## How to complete this task
Each line from the beginning of the data below through the line containing "an audited client." should be repeated exactly, please.

## Data records
-*-*-
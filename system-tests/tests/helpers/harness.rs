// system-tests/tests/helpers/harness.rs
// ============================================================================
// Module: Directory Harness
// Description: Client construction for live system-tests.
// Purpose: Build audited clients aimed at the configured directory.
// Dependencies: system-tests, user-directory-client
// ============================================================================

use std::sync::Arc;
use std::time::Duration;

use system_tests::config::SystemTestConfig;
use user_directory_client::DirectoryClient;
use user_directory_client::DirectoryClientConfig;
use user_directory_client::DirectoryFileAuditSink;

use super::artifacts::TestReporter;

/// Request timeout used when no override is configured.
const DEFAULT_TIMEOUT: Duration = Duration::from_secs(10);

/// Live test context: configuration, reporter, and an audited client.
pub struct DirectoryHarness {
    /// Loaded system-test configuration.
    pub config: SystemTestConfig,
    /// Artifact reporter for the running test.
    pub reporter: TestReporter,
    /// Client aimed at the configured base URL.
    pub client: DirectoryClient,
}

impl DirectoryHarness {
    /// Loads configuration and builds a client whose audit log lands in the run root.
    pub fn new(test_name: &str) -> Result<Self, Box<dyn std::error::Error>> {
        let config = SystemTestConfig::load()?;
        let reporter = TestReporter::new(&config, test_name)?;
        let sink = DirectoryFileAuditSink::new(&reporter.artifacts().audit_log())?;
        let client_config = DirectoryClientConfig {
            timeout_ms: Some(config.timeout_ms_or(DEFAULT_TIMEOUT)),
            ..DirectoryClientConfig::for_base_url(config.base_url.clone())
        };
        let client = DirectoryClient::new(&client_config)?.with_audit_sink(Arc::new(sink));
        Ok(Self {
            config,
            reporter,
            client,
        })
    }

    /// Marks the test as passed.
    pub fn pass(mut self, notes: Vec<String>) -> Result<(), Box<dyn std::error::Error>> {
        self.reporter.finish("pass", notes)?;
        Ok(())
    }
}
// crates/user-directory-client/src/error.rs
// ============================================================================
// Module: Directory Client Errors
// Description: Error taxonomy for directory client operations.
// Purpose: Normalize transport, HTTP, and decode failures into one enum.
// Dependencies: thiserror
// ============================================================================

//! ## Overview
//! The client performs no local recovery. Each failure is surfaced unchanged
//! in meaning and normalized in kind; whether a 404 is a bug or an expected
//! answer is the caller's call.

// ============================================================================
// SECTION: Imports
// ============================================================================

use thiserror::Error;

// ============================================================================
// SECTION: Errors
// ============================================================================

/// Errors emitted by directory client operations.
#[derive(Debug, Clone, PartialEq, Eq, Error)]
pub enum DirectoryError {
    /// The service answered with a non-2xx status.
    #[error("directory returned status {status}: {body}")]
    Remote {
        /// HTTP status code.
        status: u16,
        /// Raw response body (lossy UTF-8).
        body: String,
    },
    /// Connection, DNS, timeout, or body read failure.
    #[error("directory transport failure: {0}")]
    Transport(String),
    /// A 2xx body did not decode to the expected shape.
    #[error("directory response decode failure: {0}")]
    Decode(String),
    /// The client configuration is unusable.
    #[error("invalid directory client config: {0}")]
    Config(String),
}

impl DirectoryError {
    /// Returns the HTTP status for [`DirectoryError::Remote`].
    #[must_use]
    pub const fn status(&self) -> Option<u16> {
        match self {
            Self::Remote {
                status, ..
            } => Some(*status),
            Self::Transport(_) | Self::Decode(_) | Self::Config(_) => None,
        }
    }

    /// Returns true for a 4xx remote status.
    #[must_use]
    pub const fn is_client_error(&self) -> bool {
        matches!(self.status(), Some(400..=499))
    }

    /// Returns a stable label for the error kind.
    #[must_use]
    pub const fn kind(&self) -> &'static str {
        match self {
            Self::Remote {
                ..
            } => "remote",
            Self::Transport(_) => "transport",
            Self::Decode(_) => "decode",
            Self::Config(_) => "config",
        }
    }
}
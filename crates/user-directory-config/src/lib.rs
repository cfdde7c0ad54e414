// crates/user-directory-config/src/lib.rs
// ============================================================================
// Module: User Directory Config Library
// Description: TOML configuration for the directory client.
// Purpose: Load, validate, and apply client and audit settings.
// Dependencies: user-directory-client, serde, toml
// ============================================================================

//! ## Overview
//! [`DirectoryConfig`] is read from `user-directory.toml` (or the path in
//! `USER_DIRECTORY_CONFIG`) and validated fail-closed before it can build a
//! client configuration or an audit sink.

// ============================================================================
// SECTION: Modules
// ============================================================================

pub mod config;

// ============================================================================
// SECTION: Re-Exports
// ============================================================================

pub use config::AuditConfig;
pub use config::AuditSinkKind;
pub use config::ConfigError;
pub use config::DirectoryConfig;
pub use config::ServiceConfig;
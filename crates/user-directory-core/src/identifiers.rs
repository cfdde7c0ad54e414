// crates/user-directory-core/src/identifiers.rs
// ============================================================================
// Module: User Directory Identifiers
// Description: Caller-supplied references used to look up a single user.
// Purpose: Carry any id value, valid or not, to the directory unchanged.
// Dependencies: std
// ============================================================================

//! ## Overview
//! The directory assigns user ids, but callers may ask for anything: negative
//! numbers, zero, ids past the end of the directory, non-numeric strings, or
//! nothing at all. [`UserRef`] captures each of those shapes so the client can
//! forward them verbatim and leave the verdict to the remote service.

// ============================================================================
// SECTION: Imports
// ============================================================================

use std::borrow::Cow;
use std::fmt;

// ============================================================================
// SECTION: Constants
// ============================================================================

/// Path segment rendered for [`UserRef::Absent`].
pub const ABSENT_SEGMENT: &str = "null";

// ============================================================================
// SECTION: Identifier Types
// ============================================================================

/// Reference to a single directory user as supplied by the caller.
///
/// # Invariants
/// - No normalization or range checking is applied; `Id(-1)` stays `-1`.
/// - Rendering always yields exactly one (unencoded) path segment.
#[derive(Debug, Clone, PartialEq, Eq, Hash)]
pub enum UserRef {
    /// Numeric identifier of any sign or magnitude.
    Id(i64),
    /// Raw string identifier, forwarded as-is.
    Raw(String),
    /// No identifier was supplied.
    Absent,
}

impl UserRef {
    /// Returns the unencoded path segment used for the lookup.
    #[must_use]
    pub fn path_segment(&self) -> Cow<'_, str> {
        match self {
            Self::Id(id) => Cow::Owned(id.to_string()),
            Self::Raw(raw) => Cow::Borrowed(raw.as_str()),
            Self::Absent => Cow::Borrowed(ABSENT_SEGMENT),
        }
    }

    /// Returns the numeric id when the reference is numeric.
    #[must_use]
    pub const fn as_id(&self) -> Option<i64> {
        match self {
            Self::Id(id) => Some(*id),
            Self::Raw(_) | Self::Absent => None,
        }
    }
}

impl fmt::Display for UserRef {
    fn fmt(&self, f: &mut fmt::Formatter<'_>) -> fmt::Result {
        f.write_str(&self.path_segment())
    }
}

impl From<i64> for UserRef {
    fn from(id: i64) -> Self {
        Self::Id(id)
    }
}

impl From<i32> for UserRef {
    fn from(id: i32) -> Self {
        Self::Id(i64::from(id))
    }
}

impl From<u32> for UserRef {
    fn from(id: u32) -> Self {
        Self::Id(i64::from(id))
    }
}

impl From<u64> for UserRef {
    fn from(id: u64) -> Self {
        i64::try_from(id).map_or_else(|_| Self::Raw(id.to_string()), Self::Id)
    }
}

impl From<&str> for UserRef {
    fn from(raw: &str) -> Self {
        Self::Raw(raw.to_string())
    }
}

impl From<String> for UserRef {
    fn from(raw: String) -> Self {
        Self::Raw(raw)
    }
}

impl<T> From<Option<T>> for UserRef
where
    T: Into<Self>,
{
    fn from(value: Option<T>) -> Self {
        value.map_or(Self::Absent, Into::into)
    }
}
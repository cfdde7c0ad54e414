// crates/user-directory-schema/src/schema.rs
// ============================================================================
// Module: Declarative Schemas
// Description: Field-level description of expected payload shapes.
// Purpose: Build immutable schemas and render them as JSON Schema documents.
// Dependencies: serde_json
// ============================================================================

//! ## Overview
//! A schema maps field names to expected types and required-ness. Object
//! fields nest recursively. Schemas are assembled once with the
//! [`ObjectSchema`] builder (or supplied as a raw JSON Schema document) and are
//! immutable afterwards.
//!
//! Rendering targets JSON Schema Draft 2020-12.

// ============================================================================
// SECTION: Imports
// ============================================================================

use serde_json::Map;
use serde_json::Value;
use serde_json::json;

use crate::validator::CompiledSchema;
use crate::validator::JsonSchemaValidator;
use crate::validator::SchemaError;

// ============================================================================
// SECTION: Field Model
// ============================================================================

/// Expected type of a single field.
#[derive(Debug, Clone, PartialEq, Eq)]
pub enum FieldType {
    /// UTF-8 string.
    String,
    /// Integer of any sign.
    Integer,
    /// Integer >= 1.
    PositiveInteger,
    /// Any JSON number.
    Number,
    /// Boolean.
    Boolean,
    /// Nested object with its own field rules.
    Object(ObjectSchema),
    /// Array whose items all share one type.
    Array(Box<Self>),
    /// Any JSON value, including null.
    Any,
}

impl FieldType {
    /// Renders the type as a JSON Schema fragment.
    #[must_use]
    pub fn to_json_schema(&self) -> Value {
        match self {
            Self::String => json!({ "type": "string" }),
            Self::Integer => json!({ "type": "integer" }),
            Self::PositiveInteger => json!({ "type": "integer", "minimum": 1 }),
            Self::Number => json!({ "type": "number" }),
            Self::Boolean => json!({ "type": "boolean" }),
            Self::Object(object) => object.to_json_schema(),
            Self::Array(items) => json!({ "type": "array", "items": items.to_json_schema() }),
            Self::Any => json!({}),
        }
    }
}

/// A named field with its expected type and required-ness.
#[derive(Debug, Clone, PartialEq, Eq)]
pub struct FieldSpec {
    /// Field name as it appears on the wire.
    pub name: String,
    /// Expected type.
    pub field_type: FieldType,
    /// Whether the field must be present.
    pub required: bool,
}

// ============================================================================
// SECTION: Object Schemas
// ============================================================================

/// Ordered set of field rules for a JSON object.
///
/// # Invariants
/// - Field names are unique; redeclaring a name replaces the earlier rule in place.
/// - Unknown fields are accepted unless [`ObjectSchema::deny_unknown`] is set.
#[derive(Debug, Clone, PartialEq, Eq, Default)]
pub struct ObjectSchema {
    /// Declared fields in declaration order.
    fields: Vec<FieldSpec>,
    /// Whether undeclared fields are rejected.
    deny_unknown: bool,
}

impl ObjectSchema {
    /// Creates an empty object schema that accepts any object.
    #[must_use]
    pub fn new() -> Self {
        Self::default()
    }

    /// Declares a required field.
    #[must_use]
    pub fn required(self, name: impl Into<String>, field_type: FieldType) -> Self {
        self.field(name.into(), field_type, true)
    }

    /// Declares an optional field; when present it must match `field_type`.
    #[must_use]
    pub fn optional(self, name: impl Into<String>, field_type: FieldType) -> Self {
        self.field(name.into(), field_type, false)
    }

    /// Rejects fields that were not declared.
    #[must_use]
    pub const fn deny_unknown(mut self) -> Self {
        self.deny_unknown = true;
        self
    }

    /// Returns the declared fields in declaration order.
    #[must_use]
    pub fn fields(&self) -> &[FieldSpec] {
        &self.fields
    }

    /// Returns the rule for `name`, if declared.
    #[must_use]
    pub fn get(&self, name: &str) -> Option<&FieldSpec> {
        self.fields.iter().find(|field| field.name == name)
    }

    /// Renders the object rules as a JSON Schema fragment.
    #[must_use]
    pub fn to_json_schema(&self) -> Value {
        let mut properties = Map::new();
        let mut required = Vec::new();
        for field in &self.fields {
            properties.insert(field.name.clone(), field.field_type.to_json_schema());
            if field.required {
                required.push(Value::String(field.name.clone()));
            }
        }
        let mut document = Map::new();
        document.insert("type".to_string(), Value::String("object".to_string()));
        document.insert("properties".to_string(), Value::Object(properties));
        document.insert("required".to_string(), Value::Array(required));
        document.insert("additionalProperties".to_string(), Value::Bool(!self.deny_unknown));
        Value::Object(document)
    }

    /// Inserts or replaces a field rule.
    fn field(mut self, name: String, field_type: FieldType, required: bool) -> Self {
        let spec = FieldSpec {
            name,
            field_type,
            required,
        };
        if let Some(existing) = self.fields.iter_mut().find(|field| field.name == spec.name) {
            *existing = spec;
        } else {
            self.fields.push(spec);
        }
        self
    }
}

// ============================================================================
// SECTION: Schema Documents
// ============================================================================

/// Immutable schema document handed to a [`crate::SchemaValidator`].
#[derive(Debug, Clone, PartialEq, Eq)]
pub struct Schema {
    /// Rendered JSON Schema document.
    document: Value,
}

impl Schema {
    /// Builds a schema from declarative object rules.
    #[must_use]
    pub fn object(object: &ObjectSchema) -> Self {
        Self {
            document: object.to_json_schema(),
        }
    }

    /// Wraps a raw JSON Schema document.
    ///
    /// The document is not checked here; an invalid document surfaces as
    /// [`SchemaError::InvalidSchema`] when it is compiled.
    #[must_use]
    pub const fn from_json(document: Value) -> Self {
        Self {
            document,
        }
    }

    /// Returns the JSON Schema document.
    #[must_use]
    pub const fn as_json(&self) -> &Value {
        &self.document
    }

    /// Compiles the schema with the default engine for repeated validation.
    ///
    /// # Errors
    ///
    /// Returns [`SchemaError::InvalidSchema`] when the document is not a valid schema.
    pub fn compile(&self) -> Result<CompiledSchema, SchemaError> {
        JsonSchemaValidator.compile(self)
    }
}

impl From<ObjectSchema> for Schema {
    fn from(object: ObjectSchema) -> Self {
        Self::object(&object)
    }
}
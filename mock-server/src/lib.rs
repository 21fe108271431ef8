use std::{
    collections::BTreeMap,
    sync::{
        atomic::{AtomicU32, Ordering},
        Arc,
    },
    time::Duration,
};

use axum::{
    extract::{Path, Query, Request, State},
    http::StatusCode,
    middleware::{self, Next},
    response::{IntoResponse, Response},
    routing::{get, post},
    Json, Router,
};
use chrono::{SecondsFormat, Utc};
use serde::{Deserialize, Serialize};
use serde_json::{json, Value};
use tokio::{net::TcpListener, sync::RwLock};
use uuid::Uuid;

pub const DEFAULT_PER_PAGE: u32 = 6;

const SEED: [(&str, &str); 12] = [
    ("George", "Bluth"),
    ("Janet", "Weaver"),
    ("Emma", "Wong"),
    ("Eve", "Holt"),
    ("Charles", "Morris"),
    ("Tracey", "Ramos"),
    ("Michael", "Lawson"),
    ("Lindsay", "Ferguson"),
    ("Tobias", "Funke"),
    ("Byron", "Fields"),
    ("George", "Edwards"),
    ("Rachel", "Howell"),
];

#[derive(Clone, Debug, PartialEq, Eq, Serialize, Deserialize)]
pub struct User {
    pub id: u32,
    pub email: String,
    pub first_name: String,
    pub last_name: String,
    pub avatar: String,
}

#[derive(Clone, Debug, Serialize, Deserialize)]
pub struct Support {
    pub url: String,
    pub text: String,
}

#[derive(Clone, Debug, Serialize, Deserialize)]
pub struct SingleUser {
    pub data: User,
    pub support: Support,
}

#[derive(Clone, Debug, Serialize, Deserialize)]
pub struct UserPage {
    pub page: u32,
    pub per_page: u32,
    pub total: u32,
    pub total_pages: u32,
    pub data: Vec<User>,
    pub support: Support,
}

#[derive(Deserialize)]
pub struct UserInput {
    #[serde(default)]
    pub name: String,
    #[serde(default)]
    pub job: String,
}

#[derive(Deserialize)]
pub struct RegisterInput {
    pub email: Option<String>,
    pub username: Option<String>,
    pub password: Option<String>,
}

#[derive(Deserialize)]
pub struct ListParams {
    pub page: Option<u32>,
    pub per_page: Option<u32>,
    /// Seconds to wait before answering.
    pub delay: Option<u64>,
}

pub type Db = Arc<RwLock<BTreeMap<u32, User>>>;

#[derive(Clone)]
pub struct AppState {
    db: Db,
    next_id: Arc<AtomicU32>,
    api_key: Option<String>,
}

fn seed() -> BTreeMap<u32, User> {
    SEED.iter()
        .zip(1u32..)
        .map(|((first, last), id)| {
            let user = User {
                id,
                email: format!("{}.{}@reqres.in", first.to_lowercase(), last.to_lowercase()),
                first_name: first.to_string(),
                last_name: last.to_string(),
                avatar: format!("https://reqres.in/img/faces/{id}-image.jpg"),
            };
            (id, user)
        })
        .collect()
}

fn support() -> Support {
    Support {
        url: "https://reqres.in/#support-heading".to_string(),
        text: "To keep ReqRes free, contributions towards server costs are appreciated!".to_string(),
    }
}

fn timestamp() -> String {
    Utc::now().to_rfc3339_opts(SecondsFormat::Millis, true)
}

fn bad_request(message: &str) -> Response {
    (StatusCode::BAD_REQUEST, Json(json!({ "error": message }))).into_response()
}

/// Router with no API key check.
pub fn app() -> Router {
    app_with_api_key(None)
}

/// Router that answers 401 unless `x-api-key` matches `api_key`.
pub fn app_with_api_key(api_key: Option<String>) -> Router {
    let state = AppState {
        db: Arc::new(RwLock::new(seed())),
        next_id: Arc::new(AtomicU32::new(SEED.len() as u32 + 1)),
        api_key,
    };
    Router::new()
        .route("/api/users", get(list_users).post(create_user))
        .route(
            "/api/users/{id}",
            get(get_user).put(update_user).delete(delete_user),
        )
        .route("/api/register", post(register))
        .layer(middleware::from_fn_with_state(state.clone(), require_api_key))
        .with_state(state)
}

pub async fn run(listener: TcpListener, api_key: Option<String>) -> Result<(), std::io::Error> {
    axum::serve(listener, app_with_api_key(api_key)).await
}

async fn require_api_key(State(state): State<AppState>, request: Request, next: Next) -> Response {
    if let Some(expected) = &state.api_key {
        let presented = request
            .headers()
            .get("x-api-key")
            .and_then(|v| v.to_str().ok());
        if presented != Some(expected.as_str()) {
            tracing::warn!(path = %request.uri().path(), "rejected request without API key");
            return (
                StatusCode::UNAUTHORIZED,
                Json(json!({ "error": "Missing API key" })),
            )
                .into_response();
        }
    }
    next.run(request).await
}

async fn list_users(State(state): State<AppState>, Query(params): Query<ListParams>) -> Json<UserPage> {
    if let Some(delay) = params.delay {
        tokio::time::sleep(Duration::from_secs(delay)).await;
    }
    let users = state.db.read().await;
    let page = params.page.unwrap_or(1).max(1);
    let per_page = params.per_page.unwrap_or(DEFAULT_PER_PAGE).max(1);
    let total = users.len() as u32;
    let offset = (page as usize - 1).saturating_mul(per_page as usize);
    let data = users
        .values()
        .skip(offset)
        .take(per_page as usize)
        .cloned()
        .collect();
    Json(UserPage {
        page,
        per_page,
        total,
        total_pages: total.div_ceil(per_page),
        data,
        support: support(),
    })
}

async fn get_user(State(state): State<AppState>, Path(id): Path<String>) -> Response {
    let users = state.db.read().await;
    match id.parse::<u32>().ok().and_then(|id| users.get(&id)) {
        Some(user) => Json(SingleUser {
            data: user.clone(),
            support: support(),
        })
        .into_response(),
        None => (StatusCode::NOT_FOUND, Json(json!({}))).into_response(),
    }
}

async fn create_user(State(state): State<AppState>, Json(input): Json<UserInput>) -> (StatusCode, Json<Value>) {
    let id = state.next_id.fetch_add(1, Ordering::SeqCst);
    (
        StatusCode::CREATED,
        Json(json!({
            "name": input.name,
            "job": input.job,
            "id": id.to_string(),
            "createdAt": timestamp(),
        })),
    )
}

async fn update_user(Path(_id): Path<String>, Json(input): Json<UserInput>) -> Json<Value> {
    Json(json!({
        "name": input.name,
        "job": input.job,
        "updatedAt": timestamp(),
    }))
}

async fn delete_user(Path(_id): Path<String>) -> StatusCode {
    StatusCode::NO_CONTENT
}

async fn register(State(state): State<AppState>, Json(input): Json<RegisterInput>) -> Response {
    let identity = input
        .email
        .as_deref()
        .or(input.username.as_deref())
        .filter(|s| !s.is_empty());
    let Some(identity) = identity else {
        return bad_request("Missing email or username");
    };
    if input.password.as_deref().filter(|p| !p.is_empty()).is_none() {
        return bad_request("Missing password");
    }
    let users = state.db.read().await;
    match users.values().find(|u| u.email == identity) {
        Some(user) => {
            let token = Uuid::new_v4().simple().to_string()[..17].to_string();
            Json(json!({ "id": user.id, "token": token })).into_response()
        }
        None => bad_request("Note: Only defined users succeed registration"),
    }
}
-*-*-
## Solution for this exercise
filename system-tests/tests/helpers/harness.rs
// system-tests/tests/helpers/harness.rs
// ============================================================================
// Module: Directory Harness
// Description: Client construction for live system-tests.
// Purpose: Build audited clients aimed at the configured directory.
// Dependencies: system-tests, user-directory-client
// ============================================================================

use std::sync::Arc;
use std::time::Duration;

use system_tests::config::SystemTestConfig;
use user_directory_client::DirectoryClient;
use user_directory_client::DirectoryClientConfig;
use user_directory_client::DirectoryFileAuditSink;

use super::artifacts::TestReporter;

/// Request timeout used when no override is configured.
const DEFAULT_TIMEOUT: Duration = Duration::from_secs(10);

/// Live test context: configuration, reporter, and an audited client.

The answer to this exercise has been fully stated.